In a move that has been welcomed with bipartisan support, Gov. Pat McCrory allocated $10 million in his two-year budget proposal to compensate the living victims of North Carolina’s Eugenics Board program.

From 1929 to 1974, 7,600 people in North Carolina were involuntarily sterilized under the state Eugenics Board’s authority, according to the N.C. Justice for Sterilization Victims Foundation. As of 2010, the State Center for Health Statistics estimated that as many as 2,944 victims could still be alive; only 176 living victims from North Carolina have been confirmed.

McCrory’s proposal would pay each victim $50,000 in compensation; an additional $124,000 is allocated to the foundation for counseling and other services to victims.

The N.C. Legislature formed the Eugenics Board in 1933 with the purpose of sterilizing those deemed “mentally defective or feeble-minded or otherwise unfit to reproduce.”

“Blinded by the illusions of reducing poverty, eliminating mental illness and saving taxpayers money, people from all walks of life supported this second wave of eugenics,” wrote Kevin Begos in an extensive series for INDY Week on the history of eugenics programs in the United States after World War II. (In 2011, Lara Torgensen also covered the victims’ stories for the INDY.)

North Carolina’s eugenics programs had widespread support, and the state moved quickly to targeting people in the general population, as opposed to those living in institutions, for sterilization.

The General Assembly repealed laws authorizing the existence of the Eugenics Board in 1977, but it took another 25 years for legislators to repeal involuntary sterilization laws entirely. That’s when questions about victims’ compensation began to emerge.

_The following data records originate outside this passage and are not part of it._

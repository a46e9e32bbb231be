// SPDX-License-Identifier: MPL-2.0
//! Design tokens shared by every gallery widget.
//!
//! - **Palette**: base and semantic colors
//! - **Opacity**: overlay and surface levels
//! - **Spacing**: 8px grid
//! - **Sizing**: component sizes (cards, drop zone, toasts)
//! - **Typography**: font size scale
//! - **Border** / **Radius** / **Shadow**
//!
//! ```
//! use ai_gallery::ui::design_tokens::{opacity, palette, spacing};
//! use iced::Color;
//!
//! let scrim = Color { a: opacity::OVERLAY_MEDIUM, ..palette::BLACK };
//! let gap = spacing::MD;
//! # let _ = (scrim, gap);
//! ```

use iced::Color;

// ============================================================================
// Color Palette
// ============================================================================

pub mod palette {
    use super::Color;

    pub const BLACK: Color = Color::BLACK;
    pub const WHITE: Color = Color::WHITE;
    pub const GRAY_900: Color = Color::from_rgb(0.1, 0.1, 0.1);
    pub const GRAY_700: Color = Color::from_rgb(0.3, 0.3, 0.3);
    pub const GRAY_400: Color = Color::from_rgb(0.4, 0.4, 0.4);
    pub const GRAY_200: Color = Color::from_rgb(0.75, 0.75, 0.75);
    pub const GRAY_100: Color = Color::from_rgb(0.85, 0.85, 0.85);

    // Brand (blue scale)
    pub const PRIMARY_100: Color = Color::from_rgb(0.85, 0.92, 1.0);
    pub const PRIMARY_400: Color = Color::from_rgb(0.4, 0.7, 1.0);
    pub const PRIMARY_500: Color = Color::from_rgb(0.3, 0.6, 0.9);
    pub const PRIMARY_600: Color = Color::from_rgb(0.2, 0.5, 0.8);

    // Semantic
    pub const ERROR_100: Color = Color::from_rgb(0.98, 0.87, 0.87);
    pub const ERROR_500: Color = Color::from_rgb(0.898, 0.224, 0.208);
    pub const ERROR_700: Color = Color::from_rgb(0.62, 0.12, 0.11);
    pub const WARNING_500: Color = Color::from_rgb(0.945, 0.651, 0.125);
    pub const SUCCESS_500: Color = Color::from_rgb(0.263, 0.702, 0.404);
    pub const INFO_500: Color = Color::from_rgb(0.392, 0.588, 1.0);
}

// ============================================================================
// Opacity Scale
// ============================================================================

pub mod opacity {
    pub const OVERLAY_SUBTLE: f32 = 0.2;
    pub const OVERLAY_MEDIUM: f32 = 0.5;
    pub const OVERLAY_STRONG: f32 = 0.7;

    /// Semi-transparent panels (toasts, loading scrim).
    pub const SURFACE: f32 = 0.95;
}

// ============================================================================
// Spacing Scale (8px baseline grid)
// ============================================================================

pub mod spacing {
    pub const XXS: f32 = 4.0;
    pub const XS: f32 = 8.0;
    pub const SM: f32 = 12.0;
    pub const MD: f32 = 16.0;
    pub const LG: f32 = 24.0;
    pub const XL: f32 = 32.0;
}

// ============================================================================
// Sizing Scale
// ============================================================================

pub mod sizing {
    pub const ICON_MD: f32 = 24.0;
    pub const ICON_LG: f32 = 32.0;

    pub const BUTTON_HEIGHT: f32 = 36.0;

    pub const DROP_ZONE_HEIGHT: f32 = 140.0;
    /// Thumbnail height inside a gallery card.
    pub const CARD_IMAGE_HEIGHT: f32 = 180.0;
    pub const TOAST_WIDTH: f32 = 320.0;
    pub const MAX_CONTENT_WIDTH: f32 = 1200.0;
}

// ============================================================================
// Typography Scale
// ============================================================================

pub mod typography {
    /// Page heading.
    pub const TITLE_LG: f32 = 30.0;

    /// Empty-state title.
    pub const TITLE_MD: f32 = 20.0;

    /// Card title.
    pub const TITLE_SM: f32 = 18.0;

    /// Inputs and emphasis text.
    pub const BODY_LG: f32 = 16.0;

    pub const BODY: f32 = 14.0;

    pub const BODY_SM: f32 = 13.0;

    /// Card metadata labels, counters.
    pub const CAPTION: f32 = 12.0;
}

// ============================================================================
// Border Scale
// ============================================================================

pub mod border {
    pub const WIDTH_SM: f32 = 1.0;
    /// Drop zone outline and toast accents.
    pub const WIDTH_MD: f32 = 2.0;
}

// ============================================================================
// Border Radius Scale
// ============================================================================

pub mod radius {
    pub const NONE: f32 = 0.0;
    pub const SM: f32 = 4.0;
    pub const MD: f32 = 8.0;
    pub const LG: f32 = 12.0;
}

// ============================================================================
// Shadow Definitions
// ============================================================================

pub mod shadow {
    use super::palette;
    use iced::{Shadow, Vector};

    pub const NONE: Shadow = Shadow {
        color: palette::BLACK,
        offset: Vector::ZERO,
        blur_radius: 0.0,
    };

    pub const SM: Shadow = Shadow {
        color: palette::BLACK,
        offset: Vector { x: 0.0, y: 2.0 },
        blur_radius: 4.0,
    };

    pub const MD: Shadow = Shadow {
        color: palette::BLACK,
        offset: Vector { x: 0.0, y: 4.0 },
        blur_radius: 8.0,
    };
}

// ============================================================================
// Compile-time Validation
// ============================================================================

const _: () = {
    assert!(spacing::XS > 0.0);
    assert!(spacing::SM > spacing::XS);
    assert!(spacing::MD > spacing::SM);
    assert!(spacing::LG > spacing::MD);

    assert!(opacity::OVERLAY_STRONG > opacity::OVERLAY_MEDIUM);
    assert!(opacity::SURFACE > 0.0 && opacity::SURFACE < 1.0);

    assert!(sizing::ICON_LG > sizing::ICON_MD);
    assert!(sizing::CARD_IMAGE_HEIGHT > sizing::BUTTON_HEIGHT);

    assert!(typography::TITLE_LG > typography::TITLE_MD);
    assert!(typography::TITLE_MD > typography::TITLE_SM);
    assert!(typography::TITLE_SM > typography::BODY_LG);
    assert!(typography::BODY > typography::BODY_SM);
    assert!(typography::BODY_SM > typography::CAPTION);

    assert!(border::WIDTH_MD > border::WIDTH_SM);
};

“This has been a process that has been going on since 2003,” said state Sen. Earline Parmon, D-Forsyth, in reference to then-Gov. Mike Easley’s official apology to sterilization victims. Easley also created a committee to make recommendations about how to compensate victims of the Eugenics Board program. It wasn’t until two years after Gov. Bev Perdue took office, in 2010, that the committee’s recommendations were revisited; Perdue issued an executive order creating the foundation.

But the Legislature has consistently postponed appropriating money for the victims. The foundation task force recommended that each sterilization victim be awarded $50,000, and last year, Perdue allocated $10.3 million in her annual budget to go toward victims’ compensation and foundation services. The House supported the proposal, but the bill died in the Republican-led Senate.

Given this history, the foundation is not optimistic about the funding, even with McCrory’s support. Tequila Peele, a processing administrator at the foundation, said, “We are not conducting interviews [with potential victims] at this time, but we do agree with the governor’s proposal.”

Senate President Pro Tem Phil Berger said last year that the state didn’t have the money to compensate sterilization victims. More telling is the assertion from former state Sen. Chris Carney that “if we do something like this, you open up the door to other things the state did in its history. And some, I’m sure you’d agree, are worse than this.”

The measure is likely to pass the House again. House Bill 7, which calls for compensation for sterilization victims, has been filed. One of the bill’s four primary sponsors, House Speaker Thom Tillis, issued a statement regarding the budget, saying he is “especially glad to see the inclusion of the Eugenics Compensation Program.” The other three primary sponsors are Democratic Reps. Larry Hall of Durham and Susi Hamilton of Wilmington, and Apex Republican Paul Stam, who is also Speaker Pro Tem.

Senate approval remains uncertain. Berger has said the Senate Republican caucus hasn’t taken a position on the proposal yet but will give it consideration.

Sen. Parmon said that she will sponsor a bill this week that will be companion to the House bill for sterilization victims’ compensation. “Hopefully, this will be the year that we will do what’s right in North Carolina,” Parmon said. “Victims are passing away as we deliberate in the General Assembly. We have to do right by the people in North Carolina who were affected by these horrible laws.”

This article appeared in print with the headline “Better late than never.”